Stored items
--- START ---
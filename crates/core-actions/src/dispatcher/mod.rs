//! Event routing, decomposed per mode:
//! * `normal` - navigation and mode-entry keys
//! * `insert` - text mutation at the cursor
//! * `command` - accumulator editing and command execution
//! * `find_replace` - match navigation and replacement
//! * `command_parser` - pure classification of accumulated command text
//!
//! Two event classes are handled before mode logic sees them: arrow keys
//! move the cursor in every mode without leaving it, and Escape always
//! cancels back to Normal, clearing the accumulator and any active search.

use core_events::InputEvent;
use core_state::{Mode, Session};
use tracing::trace;

use crate::DispatchResult;

mod command;
pub mod command_parser;
mod find_replace;
mod insert;
mod normal;

/// Apply one decoded event to the session.
pub fn dispatch(event: InputEvent, session: &mut Session) -> DispatchResult {
    trace!(target: "dispatch", mode = session.mode.name(), event = ?event);

    match event {
        InputEvent::ArrowUp => return moved(session, -1, 0),
        InputEvent::ArrowDown => return moved(session, 1, 0),
        InputEvent::ArrowLeft => return moved(session, 0, -1),
        InputEvent::ArrowRight => return moved(session, 0, 1),
        InputEvent::Escape => {
            session.cancel_to_normal();
            return DispatchResult::dirty();
        }
        _ => {}
    }

    match session.mode {
        Mode::Normal => normal::handle(event, session),
        Mode::Insert => insert::handle(event, session),
        Mode::Command => command::handle(event, session),
        Mode::FindReplace => find_replace::handle(event, session),
    }
}

fn moved(session: &mut Session, row_delta: isize, col_delta: isize) -> DispatchResult {
    session.move_cursor(row_delta, col_delta);
    DispatchResult::dirty()
}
--- END ---
• [PROBLEM TO SOLVE] Give the records back in full, word for word.

• [OUTPUT]
filename crates/core-actions/src/dispatcher/mod.rs
//! Event routing, decomposed per mode:
//! * `normal` - navigation and mode-entry keys
//! * `insert` - text mutation at the cursor
//! * `command` - accumulator editing and command execution
//! * `find_replace` - match navigation and replacement
//! * `command_parser` - pure classification of accumulated command text
//!
//! Two event classes are handled before mode logic sees them: arrow keys
//! move the cursor in every mode without leaving it, and Escape always
//! cancels back to Normal, clearing the accumulator and any active search.

use core_events::InputEvent;
use core_state::{Mode, Session};
use tracing::trace;

use crate::DispatchResult;

mod command;
pub mod command_parser;
mod find_replace;
mod insert;
mod normal;

/// Apply one decoded event to the session.
pub fn dispatch(event: InputEvent, session: &mut Session) -> DispatchResult {
    trace!(target: "dispatch", mode = session.mode.name(), event = ?event);

    match event {
        InputEvent::ArrowUp => return moved(session, -1, 0),
        InputEvent::ArrowDown => return moved(session, 1, 0),
        InputEvent::ArrowLeft => return moved(session, 0, -1),
        InputEvent::ArrowRight => return moved(session, 0, 1),
        InputEvent::Escape => {
            session.cancel_to_normal();
            return DispatchResult::dirty();
        }
        _ => {}
    }

    match session.mode {
        Mode::Normal => normal::handle(event, session),
        Mode::Insert => insert::handle(event, session),
        Mode::Command => command::handle(event, session),
        Mode::FindReplace => find_replace::handle(event, session),
    }
}

fn moved(session: &mut Session, row_delta: isize, col_delta: isize) -> DispatchResult {
    session.move_cursor(row_delta, col_delta);
    DispatchResult::dirty()
}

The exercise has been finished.